En 2018, la Dre Diane Kelso a souligné que le ministère de la Santé de l’Ontario avait mis sur pied un service de coordination des soins grâce auquel les patients et les proches aidants pouvaient demander directement d’être mis en contact avec un médecin ou avec un infirmier praticien pouvant fournir l’aide médicale à mourir. En revanche, le collège provincial exigeait toujours un renvoi direct.

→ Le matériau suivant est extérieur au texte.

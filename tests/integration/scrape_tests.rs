//! End-to-end scrapes against a mock movie site

use cinescrape::config::{Config, ListingEngine, ScraperConfig};
use cinescrape::crawler::scrape;
use cinescrape::CineError;
use std::sync::Arc;
use wiremock::matchers::{method, path, query_param};
use wiremock::{Mock, MockServer, ResponseTemplate};

/// Creates a scraper configuration that lists over plain HTTP from `base_url`
pub fn create_test_config(base_url: &str) -> Arc<ScraperConfig> {
    let mut config = Config::default();
    config.source.base_url = base_url.to_string();
    config.source.user_agent = "TestAgent/1.0".to_string();
    config.scraper.listing_engine = ListingEngine::Http;
    config.scraper.max_workers = 2;
    config.scraper.request_timeout_secs = 5;
    Arc::new(ScraperConfig::from_config(&config).expect("valid test config"))
}

pub fn listing_page(ids: &[&str]) -> String {
    let items: String = ids
        .iter()
        .map(|id| {
            format!(
                r#"<li><a class="ipc-title-link-wrapper" href="/title/{}/?ref_=sr_t">{}</a></li>"#,
                id, id
            )
        })
        .collect();
    format!(
        r#"<html><body><ul class="ipc-metadata-list">{}</ul>
        <button class="ipc-see-more__button">50 more</button></body></html>"#,
        items
    )
}

pub fn detail_page(title: &str, year: &str, rating: Option<&str>, stars: &[&str]) -> String {
    let rating = rating
        .map(|r| {
            format!(
                r#"<div data-testid="hero-rating-bar__aggregate-rating__score"><span>{}</span><span>/10</span></div>"#,
                r
            )
        })
        .unwrap_or_default();
    let stars: String = stars
        .iter()
        .map(|s| format!("<li><a>{}</a></li>", s))
        .collect();

    format!(
        r#"<html><body>
        <div>
            <h1 data-testid="hero__pageTitle"><span data-testid="hero__primary-text">{title}</span></h1>
            <ul class="ipc-inline-list"><li><a>{year}</a></li><li><a>PG-13</a></li></ul>
        </div>
        {rating}
        <p data-testid="plot"><span>Plot of {title}.</span></p>
        <ul>
            <li data-testid="title-pc-principal-credit">
                <span class="ipc-metadata-list-item__label">Director</span>
                <ul class="ipc-inline-list"><li><a>Christopher Nolan</a></li></ul>
            </li>
            <li data-testid="title-pc-principal-credit">
                <a class="ipc-metadata-list-item__label">Stars</a>
                <ul class="ipc-inline-list">{stars}</ul>
            </li>
        </ul>
        </body></html>"#
    )
}

/// Mounts a search listing plus three detail pages: one complete, one
/// without a rating and one that errors
pub async fn mount_inception_site(mock_server: &MockServer) {
    Mock::given(method("GET"))
        .and(path("/search/title/"))
        .and(query_param("title", "Inception"))
        .respond_with(ResponseTemplate::new(200).set_body_string(listing_page(&[
            "tt1375666",
            "tt6723592",
            "tt0000000",
        ])))
        .expect(1)
        .mount(mock_server)
        .await;

    Mock::given(method("GET"))
        .and(path("/title/tt1375666/"))
        .respond_with(ResponseTemplate::new(200).set_body_string(detail_page(
            "Inception",
            "2010",
            Some("8.8"),
            &["Leonardo DiCaprio", "Joseph Gordon-Levitt", "Elliot Page"],
        )))
        .expect(1)
        .mount(mock_server)
        .await;

    Mock::given(method("GET"))
        .and(path("/title/tt6723592/"))
        .respond_with(ResponseTemplate::new(200).set_body_string(detail_page(
            "Tenet",
            "2020",
            None,
            &["John David Washington"],
        )))
        .expect(1)
        .mount(mock_server)
        .await;

    Mock::given(method("GET"))
        .and(path("/title/tt0000000/"))
        .respond_with(ResponseTemplate::new(500))
        .expect(1)
        .mount(mock_server)
        .await;
}

#[tokio::test]
async fn test_scrape_collects_and_extracts() {
    let mock_server = MockServer::start().await;
    mount_inception_site(&mock_server).await;

    let config = create_test_config(&mock_server.uri());
    let report = scrape(config, "Inception", 3).await.unwrap();

    assert_eq!(report.succeeded, 2);
    assert_eq!(report.failed, 1);
    assert_eq!(report.records.len(), 2);

    let inception = report
        .records
        .iter()
        .find(|r| r.title == "Inception")
        .expect("Inception scraped");
    assert_eq!(inception.release_year.as_deref(), Some("2010"));
    assert_eq!(inception.rating, Some(8.8));
    assert_eq!(inception.director, vec!["Christopher Nolan"]);
    assert_eq!(
        inception.star,
        vec!["Leonardo DiCaprio", "Joseph Gordon-Levitt", "Elliot Page"]
    );

    let tenet = report
        .records
        .iter()
        .find(|r| r.title == "Tenet")
        .expect("Tenet scraped");
    assert_eq!(tenet.rating, None);
    assert_eq!(tenet.release_year.as_deref(), Some("2020"));
    assert_eq!(tenet.plot, "Plot of Tenet.");
}

#[tokio::test]
async fn test_invalid_request_makes_no_requests() {
    let mock_server = MockServer::start().await;

    Mock::given(method("GET"))
        .respond_with(ResponseTemplate::new(200))
        .expect(0)
        .mount(&mock_server)
        .await;

    let config = create_test_config(&mock_server.uri());

    assert!(matches!(
        scrape(config.clone(), "   ", 1).await,
        Err(CineError::Validation(_))
    ));
    assert!(matches!(
        scrape(config, "Inception", 0).await,
        Err(CineError::Validation(_))
    ));
}

#[tokio::test]
async fn test_failed_listing_yields_empty_report() {
    let mock_server = MockServer::start().await;

    Mock::given(method("GET"))
        .and(path("/search/title/"))
        .respond_with(ResponseTemplate::new(503))
        .mount(&mock_server)
        .await;

    Mock::given(method("GET"))
        .and(path("/title/tt1375666/"))
        .respond_with(ResponseTemplate::new(200))
        .expect(0)
        .mount(&mock_server)
        .await;

    let config = create_test_config(&mock_server.uri());
    let report = scrape(config, "Inception", 1).await.unwrap();

    assert!(report.records.is_empty());
    assert_eq!(report.attempted(), 0);
}

#[tokio::test]
async fn test_empty_listing_yields_empty_report() {
    let mock_server = MockServer::start().await;

    Mock::given(method("GET"))
        .and(path("/search/title/"))
        .respond_with(ResponseTemplate::new(200).set_body_string(listing_page(&[])))
        .mount(&mock_server)
        .await;

    let config = create_test_config(&mock_server.uri());
    let report = scrape(config, "zzqqxx", 5).await.unwrap();

    assert_eq!(report.attempted(), 0);
}
//! Storage traits and error types
//!
//! This module defines the trait interface for storage backends and
//! associated error types.

use crate::model::MovieRecord;
use crate::storage::{ImportSummary, MovieFilter, Page, StoredMovie};
use thiserror::Error;

/// Errors that can occur during storage operations
#[derive(Debug, Error)]
pub enum StorageError {
    #[error("Invalid page request: page {page}, page size {page_size}")]
    InvalidPage { page: u32, page_size: u32 },

    #[error("IO error: {0}")]
    Io(#[from] std::io::Error),

    #[error("SQLite error: {0}")]
    Sqlite(#[from] rusqlite::Error),
}

/// Result type for storage operations
pub type StorageResult<T> = Result<T, StorageError>;

/// Trait for movie catalogue backends
pub trait MovieStore {
    /// Stores a batch of scraped records atomically
    ///
    /// A record whose title is already stored counts as a duplicate: the
    /// existing row is kept as is, but any credits it lacks are still linked.
    /// Either every record is applied or none is.
    fn import_records(&mut self, records: &[MovieRecord]) -> StorageResult<ImportSummary>;

    /// Lists stored movies, newest release first, then by title
    ///
    /// # Arguments
    ///
    /// * `page` - 1-based page number
    /// * `page_size` - Number of movies per page
    fn list_movies(&self, page: u32, page_size: u32) -> StorageResult<Page<StoredMovie>>;

    /// Lists stored movies matching every criterion set in `filter`
    fn search_movies(
        &self,
        filter: &MovieFilter,
        page: u32,
        page_size: u32,
    ) -> StorageResult<Page<StoredMovie>>;

    /// Total number of stored movies
    fn count_movies(&self) -> StorageResult<u64>;
}
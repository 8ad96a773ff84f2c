use crate::config::types::{Config, ListingEngine};
use crate::config::validation::validate;
use crate::crawler::Selectors;
use crate::model::SearchQuery;
use crate::{ConfigError, ConfigResult};
use std::time::Duration;
use url::Url;

/// Immutable settings for one scraping session
///
/// Built once from a validated [`Config`] and shared behind an `Arc` by the
/// link collector and every detail fetch worker. Nothing in here is mutated
/// after construction.
#[derive(Debug, Clone)]
pub struct ScraperConfig {
    /// Site root used for search URLs and for resolving relative links
    pub base_url: Url,

    /// Path of the search-results listing
    pub search_path: String,

    /// Identity string sent by both the browser and the HTTP client
    pub user_agent: String,

    /// Compiled extraction selectors
    pub selectors: Selectors,

    /// Worker pool size for detail page fetches
    pub max_workers: usize,

    /// Wait budget for each "load more" activation
    pub load_more_timeout: Duration,

    /// Deadline for a single detail page request
    pub request_timeout: Duration,

    /// How the search listing is rendered
    pub listing_engine: ListingEngine,
}

impl ScraperConfig {
    /// Builds the session configuration, validating it first
    pub fn from_config(config: &Config) -> ConfigResult<Self> {
        validate(config)?;

        let base_url = Url::parse(&config.source.base_url)
            .map_err(|e| ConfigError::InvalidUrl(format!("Invalid base-url: {}", e)))?;

        Ok(Self {
            base_url,
            search_path: config.source.search_path.clone(),
            user_agent: config.source.user_agent.clone(),
            selectors: Selectors::compile(&config.selectors)?,
            max_workers: config.scraper.max_workers as usize,
            load_more_timeout: Duration::from_millis(config.scraper.load_more_timeout_ms),
            request_timeout: Duration::from_secs(config.scraper.request_timeout_secs),
            listing_engine: config.scraper.listing_engine,
        })
    }

    /// Builds the listing URL for a query: `<base><search-path>?title=<query>`
    pub fn search_url(&self, query: &SearchQuery) -> ConfigResult<Url> {
        let mut url = self
            .base_url
            .join(&self.search_path)
            .map_err(|e| ConfigError::InvalidUrl(format!("Invalid search-path: {}", e)))?;
        url.query_pairs_mut().append_pair("title", query.as_str());
        Ok(url)
    }
}
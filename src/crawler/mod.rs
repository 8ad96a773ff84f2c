//! Crawler module: search, paginate, fetch, extract
//!
//! This module contains the scraping engine, including:
//! - Field extraction from detail pages and listing link extraction
//! - HTTP fetching of detail pages with failure classification
//! - Browser-driven pagination of the search listing
//! - Bounded fan-out/fan-in orchestration of detail fetches

mod browser;
mod collector;
mod fetcher;
mod orchestrator;
mod parser;

pub use browser::{BrowserError, BrowserLauncher, BrowserSession, ChromiumLauncher, HttpLauncher};
pub use collector::{LinkCollector, LinkSource};
pub use fetcher::{build_http_client, fetch_page, DetailFetcher, DetailSource, FetchError};
pub use orchestrator::{Orchestrator, ScrapeReport};
pub use parser::{
    extract_credits, extract_movie_links, extract_plot, extract_rating, extract_record,
    extract_release_year, extract_title, parse_movie_page, Credits, Selectors,
};

use crate::config::{ListingEngine, ScraperConfig};
use std::sync::Arc;

/// Wires an orchestrator around the configured listing engine
pub fn build_orchestrator(config: Arc<ScraperConfig>) -> crate::Result<Orchestrator> {
    let orchestrator = match config.listing_engine {
        ListingEngine::Chromium => {
            Orchestrator::from_config(config.clone(), ChromiumLauncher::from_env())?
        }
        ListingEngine::Http => {
            let launcher = HttpLauncher::new(build_http_client(&config)?);
            Orchestrator::from_config(config.clone(), launcher)?
        }
    };
    Ok(orchestrator)
}

/// Runs a complete scrape with the configured listing engine
///
/// This is the main entry point for a scrape. It will:
/// 1. Validate the query and page budget
/// 2. Collect detail page URLs from the search listing
/// 3. Fetch and extract every detail page on the worker pool
///
/// # Returns
///
/// * `Ok(ScrapeReport)` - Records plus success/failure counts (possibly empty)
/// * `Err(CineError::Validation)` - The query or page budget was rejected
/// * `Err(CineError::Http)` - The HTTP client could not be built
pub async fn scrape(
    config: Arc<ScraperConfig>,
    query: &str,
    max_pages: i64,
) -> crate::Result<ScrapeReport> {
    let orchestrator = build_orchestrator(config)?;
    Ok(orchestrator.run(query, max_pages).await?)
}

C’est la même chose en Nouvelle-Écosse, où les médecins et les infirmiers praticiens doivent aiguiller les patients qui demandent l’aide médicale à mourir.
Devant le comité, certains témoins ont indiqué qu’il faudrait préciser clairement dans le Code criminel si le médecin qui renvoie le patient participe aussi à l’aide médicale à mourir. Il s’agit d’un aspect très complexe de notre débat, que je ne comprends pas tout à fait. Par contre, j’ai été impressionnée à l’écoute de certains professionnels de la santé qui ont témoigné devant le comité.
Honorables sénateurs, je vais faire de mon mieux pour conclure. Il me reste encore quelques pages. Je vous remercie, chers collègues. Alors, si vous le permettez, Votre Honneur, je voudrais ajourner le débat pour le reste du temps de parole dont je dispose.
(Sur la motion de la sénatrice Martin, le débat est ajourné.)
(À 21 heures, conformément à l’ordre adopté par le Sénat plus tôt aujourd’hui, le Sénat s’ajourne jusqu’à 14 heures demain.)